## The problem
Once the line with "pub fn archive(path: impl" is found in the entries below, print it and each following line exactly, stopping after the line with "not be expanded"; print nothing else.
--- Dataset content Enclosed Below ---
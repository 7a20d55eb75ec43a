//! Error types for classpath resolution

use devlaunch_artifact::ArtifactCoordinates;
use std::path::PathBuf;

/// Errors while expanding one archive
#[derive(Debug, thiserror::Error)]
pub enum ExpansionError {
    /// Archive could not be opened or read
    #[error("invalid archive {path}: {source}")]
    Archive {
        path: PathBuf,
        #[source]
        source: zip::result::ZipError,
    },

    /// Entry name escapes the extraction directory
    #[error("archive entry '{entry}' escapes the extraction directory")]
    UnsafeEntry { entry: String },

    /// Filesystem error while extracting
    #[error("io error extracting to {path}: {source}")]
    Io {
        path: PathBuf,
        #[source]
        source: std::io::Error,
    },
}

impl ExpansionError {
    /// Create archive error for path
    pub fn archive(path: impl Into<PathBuf>, source: zip::result::ZipError) -> Self {
        Self::Archive {
            path: path.into(),
            source,
        }
    }

    /// Create IO error for path
    pub fn io_error(path: impl Into<PathBuf>, source: std::io::Error) -> Self {
        Self::Io {
            path: path.into(),
            source,
        }
    }
}

/// Errors resolving classpath entries
///
/// Resolution is all-or-nothing: when one of these is returned, no entries
/// and no temporary directories survive the call.
#[derive(Debug, thiserror::Error)]
pub enum ClasspathResolutionError {
    /// Extraction directory could not be created
    #[error("failed to create extraction directory for {artifact}: {source}")]
    TempDirectory {
        artifact: ArtifactCoordinates,
        #[source]
        source: std::io::Error,
    },

    /// Nested archive could not be expanded
    #[error("failed to expand {artifact}: {source}")]
    Expansion {
        artifact: ArtifactCoordinates,
        #[source]
        source: ExpansionError,
    },
}

impl ClasspathResolutionError {
    /// Coordinates of the offending artifact
    #[must_use]
    pub fn artifact(&self) -> &ArtifactCoordinates {
        match self {
            Self::TempDirectory { artifact, .. } | Self::Expansion { artifact, .. } => artifact,
        }
    }
}

#[cfg(test)]
mod tests {
    use super::*;

    #[test]
    fn expansion_error_names_artifact() {
        let err = ClasspathResolutionError::Expansion {
            artifact: ArtifactCoordinates::new("org.example", "web", "1.0"),
            source: ExpansionError::UnsafeEntry {
                entry: "../evil".to_string(),
            },
        };
        assert_eq!(
            err.to_string(),
            "failed to expand org.example:web:1.0: archive entry '../evil' escapes the extraction directory"
        );
        assert_eq!(err.artifact().artifact_id, "web");
    }
}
--- End of Enclosed Dataset content ---
## Solution to this exercise
    pub fn archive(path: impl Into<PathBuf>, source: zip::result::ZipError) -> Self {
        Self::Archive {
            path: path.into(),
            source,
        }
    }

    /// Create IO error for path
    pub fn io_error(path: impl Into<PathBuf>, source: std::io::Error) -> Self {
        Self::Io {
            path: path.into(),
            source,
        }
    }
}

/// Errors resolving classpath entries
///
/// Resolution is all-or-nothing: when one of these is returned, no entries
/// and no temporary directories survive the call.
#[derive(Debug, thiserror::Error)]
pub enum ClasspathResolutionError {
    /// Extraction directory could not be created
    #[error("failed to create extraction directory for {artifact}: {source}")]
    TempDirectory {
        artifact: ArtifactCoordinates,
        #[source]
        source: std::io::Error,
    },

    /// Nested archive could not be expanded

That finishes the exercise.